### How to complete this task
What follows are records. Restate all of them word for word.

### Input material
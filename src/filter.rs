//! Unified file exclusion
//!
//! A single predicate decides whether a path participates in scanning. It
//! merges three sources: scanner-owned filenames (so the report rewrite
//! never triggers a scan of itself), ignore groups from the config, and the
//! repository's gitignore rules. Both the watcher and the scanner consult
//! this predicate, and nothing else, for exclusion decisions.

use std::collections::BTreeSet;
use std::path::{Path, PathBuf};

use ignore::gitignore::{Gitignore, GitignoreBuilder};

use crate::config::{CheckGroup, PathPattern};
use crate::git::Repository;

/// Report, report backup, and log file the scanner writes into the target
/// directory root. Exact-match excluded everywhere.
pub const REPORT_FILE: &str = "code_scanner_results.md";
pub const REPORT_BACKUP_FILE: &str = "code_scanner_results.md.bak";
pub const LOG_FILE: &str = "code_scanner.log";

const SCANNER_FILES: [&str; 3] = [REPORT_FILE, REPORT_BACKUP_FILE, LOG_FILE];

/// How gitignore rules are answered.
enum GitignoreSource {
    /// In-memory matcher; no subprocess per query.
    Matcher(Gitignore),
    /// Pre-resolved set from one batched `git check-ignore` call, used when
    /// the matcher could not be built.
    Resolved(BTreeSet<PathBuf>),
    /// Nothing available; gitignore layer answers "not ignored".
    None,
}

pub struct FileFilter {
    ignore_patterns: Vec<PathPattern>,
    gitignore: GitignoreSource,
}

impl FileFilter {
    /// Build the predicate for one scan cycle.
    ///
    /// `candidates` feed the `git check-ignore` fallback; pass the paths
    /// about to enter the pipeline. The matcher path ignores them.
    pub fn build(repo: &Repository, groups: &[CheckGroup], candidates: &[PathBuf]) -> Self {
        let ignore_patterns = groups
            .iter()
            .filter(|g| g.is_ignore())
            .flat_map(|g| g.patterns.iter().cloned())
            .collect();

        let gitignore = match build_gitignore(repo.root()) {
            Some(matcher) => GitignoreSource::Matcher(matcher),
            None => match repo.check_ignore_batch(candidates) {
                Ok(resolved) => GitignoreSource::Resolved(resolved),
                Err(e) => {
                    log::warn!("gitignore resolution unavailable: {e}");
                    GitignoreSource::None
                }
            },
        };

        FileFilter {
            ignore_patterns,
            gitignore,
        }
    }

    /// A filter with no gitignore layer, for callers that only need the
    /// scanner-file and config-pattern exclusions.
    pub fn without_gitignore(groups: &[CheckGroup]) -> Self {
        FileFilter {
            ignore_patterns: groups
                .iter()
                .filter(|g| g.is_ignore())
                .flat_map(|g| g.patterns.iter().cloned())
                .collect(),
            gitignore: GitignoreSource::None,
        }
    }

    /// Whether a repo-relative path participates in scanning.
    pub fn included(&self, rel: &Path) -> bool {
        if is_scanner_file(rel) {
            return false;
        }
        if self.ignore_patterns.iter().any(|p| p.matches(rel)) {
            return false;
        }
        match &self.gitignore {
            GitignoreSource::Matcher(matcher) => {
                !matcher.matched_path_or_any_parents(rel, false).is_ignore()
            }
            GitignoreSource::Resolved(ignored) => !ignored.contains(rel),
            GitignoreSource::None => true,
        }
    }
}

/// Exact match against scanner-owned filenames at the repository root.
pub fn is_scanner_file(rel: &Path) -> bool {
    rel.parent().map(|p| p.as_os_str().is_empty()).unwrap_or(true)
        && rel
            .file_name()
            .map(|name| SCANNER_FILES.iter().any(|f| name == *f))
            .unwrap_or(false)
}

/// Seed an in-memory matcher from every `.gitignore` in the worktree plus
/// `.git/info/exclude`. Returns `None` if nothing could be read, letting
/// the caller fall back to `git check-ignore`.
fn build_gitignore(root: &Path) -> Option<Gitignore> {
    let mut builder = GitignoreBuilder::new(root);

    let mut stack = vec![root.to_path_buf()];
    while let Some(dir) = stack.pop() {
        let candidate = dir.join(".gitignore");
        if candidate.is_file()
            && let Some(e) = builder.add(&candidate)
        {
            log::debug!("skipping unreadable {}: {e}", candidate.display());
        }
        let Ok(entries) = std::fs::read_dir(&dir) else {
            continue;
        };
        for entry in entries.flatten() {
            let path = entry.path();
            if path.is_dir() && entry.file_name() != ".git" {
                stack.push(path);
            }
        }
    }

    let exclude = root.join(".git").join("info").join("exclude");
    if exclude.is_file() {
        builder.add(&exclude);
    }

    // An empty matcher is still valid: it answers "not ignored", which is
    // correct for a repo with no ignore rules at all.
    builder.build().ok()
}
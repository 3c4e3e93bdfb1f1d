use parking_lot::Mutex;
use serde::Serialize;
use std::sync::atomic::{AtomicU32, Ordering};
use std::sync::Arc;
use std::time::Instant;

#[derive(Debug, Serialize)]
pub struct BridgeHealth {
    pub uptime_seconds: u64,
    pub devices_tracked: u32,
    pub viewers_connected: u32,
    pub mqtt_status: String,
    pub mqtt_reconnects: u32,
}

/// Suivi de l'état du pont, alimenté par le listener MQTT.
#[derive(Clone)]
pub struct HealthTracker {
    start_time: Instant,
    mqtt_reconnects: Arc<AtomicU32>,
    mqtt_status: Arc<Mutex<String>>,
}

impl HealthTracker {
    pub fn new() -> Self {
        Self {
            start_time: Instant::now(),
            mqtt_reconnects: Arc::new(AtomicU32::new(0)),
            mqtt_status: Arc::new(Mutex::new("connecting".to_string())),
        }
    }

    pub fn mark_mqtt_connected(&self) {
        *self.mqtt_status.lock() = "connected".to_string();
    }

    pub fn increment_reconnects(&self) {
        self.mqtt_reconnects.fetch_add(1, Ordering::Relaxed);
        *self.mqtt_status.lock() = "reconnecting".to_string();
    }

    pub fn get_health(&self, devices_tracked: usize, viewers_connected: usize) -> BridgeHealth {
        BridgeHealth {
            uptime_seconds: self.start_time.elapsed().as_secs(),
            devices_tracked: devices_tracked as u32,
            viewers_connected: viewers_connected as u32,
            mqtt_status: self.mqtt_status.lock().clone(),
            mqtt_reconnects: self.mqtt_reconnects.load(Ordering::Relaxed),
        }
    }
}

#[cfg(test)]
mod tests {
    use super::*;

    #[test]
    fn test_status_transitions() {
        let tracker = HealthTracker::new();
        assert_eq!(tracker.get_health(0, 0).mqtt_status, "connecting");

        tracker.mark_mqtt_connected();
        assert_eq!(tracker.get_health(0, 0).mqtt_status, "connected");

        tracker.increment_reconnects();
        let health = tracker.get_health(3, 2);
        assert_eq!(health.mqtt_status, "reconnecting");
        assert_eq!(health.mqtt_reconnects, 1);
        assert_eq!(health.devices_tracked, 3);
        assert_eq!(health.viewers_connected, 2);
    }
}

### Solution for this problem
filename src/filter.rs
//! Unified file exclusion
//!
//! A single predicate decides whether a path participates in scanning. It
//! merges three sources: scanner-owned filenames (so the report rewrite
//! never triggers a scan of itself), ignore groups from the config, and the
//! repository's gitignore rules. Both the watcher and the scanner consult
//! this predicate, and nothing else, for exclusion decisions.

use std::collections::BTreeSet;
use std::path::{Path, PathBuf};

use ignore::gitignore::{Gitignore, GitignoreBuilder};

use crate::config::{CheckGroup, PathPattern};
use crate::git::Repository;

/// Report, report backup, and log file the scanner writes into the target
/// directory root. Exact-match excluded everywhere.
pub const REPORT_FILE: &str = "code_scanner_results.md";
pub const REPORT_BACKUP_FILE: &str = "code_scanner_results.md.bak";
pub const LOG_FILE: &str = "code_scanner.log";

const SCANNER_FILES: [&str; 3] = [REPORT_FILE, REPORT_BACKUP_FILE, LOG_FILE];

/// How gitignore rules are answered.
enum GitignoreSource {
    /// In-memory matcher; no subprocess per query.
    Matcher(Gitignore),
    /// Pre-resolved set from one batched `git check-ignore` call, used when
    /// the matcher could not be built.
    Resolved(BTreeSet<PathBuf>),
    /// Nothing available; gitignore layer answers "not ignored".
    None,
}

pub struct FileFilter {
    ignore_patterns: Vec<PathPattern>,
    gitignore: GitignoreSource,
}

impl FileFilter {
    /// Build the predicate for one scan cycle.
    ///
    /// `candidates` feed the `git check-ignore` fallback; pass the paths
    /// about to enter the pipeline. The matcher path ignores them.
    pub fn build(repo: &Repository, groups: &[CheckGroup], candidates: &[PathBuf]) -> Self {
        let ignore_patterns = groups
            .iter()
            .filter(|g| g.is_ignore())
            .flat_map(|g| g.patterns.iter().cloned())
            .collect();

        let gitignore = match build_gitignore(repo.root()) {
            Some(matcher) => GitignoreSource::Matcher(matcher),
            None => match repo.check_ignore_batch(candidates) {
                Ok(resolved) => GitignoreSource::Resolved(resolved),
                Err(e) => {
                    log::warn!("gitignore resolution unavailable: {e}");
                    GitignoreSource::None
                }
            },
        };

        FileFilter {
            ignore_patterns,
            gitignore,
        }
    }

    /// A filter with no gitignore layer, for callers that only need the
    /// scanner-file and config-pattern exclusions.
    pub fn without_gitignore(groups: &[CheckGroup]) -> Self {
        FileFilter {
            ignore_patterns: groups
                .iter()
                .filter(|g| g.is_ignore())
                .flat_map(|g| g.patterns.iter().cloned())
                .collect(),
            gitignore: GitignoreSource::None,
        }
    }

    /// Whether a repo-relative path participates in scanning.
    pub fn included(&self, rel: &Path) -> bool {
        if is_scanner_file(rel) {
            return false;
        }
        if self.ignore_patterns.iter().any(|p| p.matches(rel)) {
            return false;
        }
        match &self.gitignore {
            GitignoreSource::Matcher(matcher) => {
                !matcher.matched_path_or_any_parents(rel, false).is_ignore()
            }
            GitignoreSource::Resolved(ignored) => !ignored.contains(rel),
            GitignoreSource::None => true,
        }
    }
}

/// Exact match against scanner-owned filenames at the repository root.
pub fn is_scanner_file(rel: &Path) -> bool {
    rel.parent().map(|p| p.as_os_str().is_empty()).unwrap_or(true)
        && rel
            .file_name()
            .map(|name| SCANNER_FILES.iter().any(|f| name == *f))
            .unwrap_or(false)
}

/// Seed an in-memory matcher from every `.gitignore` in the worktree plus
/// `.git/info/exclude`. Returns `None` if nothing could be read, letting
/// the caller fall back to `git check-ignore`.
fn build_gitignore(root: &Path) -> Option<Gitignore> {
    let mut builder = GitignoreBuilder::new(root);

    let mut stack = vec![root.to_path_buf()];
    while let Some(dir) = stack.pop() {
        let candidate = dir.join(".gitignore");
        if candidate.is_file()
            && let Some(e) = builder.add(&candidate)
        {
            log::debug!("skipping unreadable {}: {e}", candidate.display());
        }
        let Ok(entries) = std::fs::read_dir(&dir) else {
            continue;
        };
        for entry in entries.flatten() {
            let path = entry.path();
            if path.is_dir() && entry.file_name() != ".git" {
                stack.push(path);
            }
        }
    }

    let exclude = root.join(".git").join("info").join("exclude");
    if exclude.is_file() {
        builder.add(&exclude);
    }

    // An empty matcher is still valid: it answers "not ignored", which is
    // correct for a repo with no ignore rules at all.
    builder.build().ok()
}
repository 3c4e3e93bdfb1f1d
use parking_lot::Mutex;
use serde::Serialize;
use std::sync::atomic::{AtomicU32, Ordering};
use std::sync::Arc;
use std::time::Instant;

#[derive(Debug, Serialize)]
pub struct BridgeHealth {
    pub uptime_seconds: u64,
    pub devices_tracked: u32,
    pub viewers_connected: u32,
    pub mqtt_status: String,
    pub mqtt_reconnects: u32,
}

/// Suivi de l'état du pont, alimenté par le listener MQTT.
#[derive(Clone)]
pub struct HealthTracker {
    start_time: Instant,
    mqtt_reconnects: Arc<AtomicU32>,
    mqtt_status: Arc<Mutex<String>>,
}

impl HealthTracker {
    pub fn new() -> Self {
        Self {
            start_time: Instant::now(),
            mqtt_reconnects: Arc::new(AtomicU32::new(0)),
            mqtt_status: Arc::new(Mutex::new("connecting".to_string())),
        }
    }

    pub fn mark_mqtt_connected(&self) {
        *self.mqtt_status.lock() = "connected".to_string();
    }

    pub fn increment_reconnects(&self) {
        self.mqtt_reconnects.fetch_add(1, Ordering::Relaxed);
        *self.mqtt_status.lock() = "reconnecting".to_string();
    }

    pub fn get_health(&self, devices_tracked: usize, viewers_connected: usize) -> BridgeHealth {
        BridgeHealth {
            uptime_seconds: self.start_time.elapsed().as_secs(),
            devices_tracked: devices_tracked as u32,
            viewers_connected: viewers_connected as u32,
            mqtt_status: self.mqtt_status.lock().clone(),
            mqtt_reconnects: self.mqtt_reconnects.load(Ordering::Relaxed),
        }
    }
}

#[cfg(test)]
mod tests {
    use super::*;

    #[test]
    fn test_status_transitions() {
        let tracker = HealthTracker::new();
        assert_eq!(tracker.get_health(0, 0).mqtt_status, "connecting");

        tracker.mark_mqtt_connected();
        assert_eq!(tracker.get_health(0, 0).mqtt_status, "connected");

        tracker.increment_reconnects();
        let health = tracker.get_health(3, 2);
        assert_eq!(health.mqtt_status, "reconnecting");
        assert_eq!(health.mqtt_reconnects, 1);
        assert_eq!(health.devices_tracked, 3);
        assert_eq!(health.viewers_connected, 2);
    }
}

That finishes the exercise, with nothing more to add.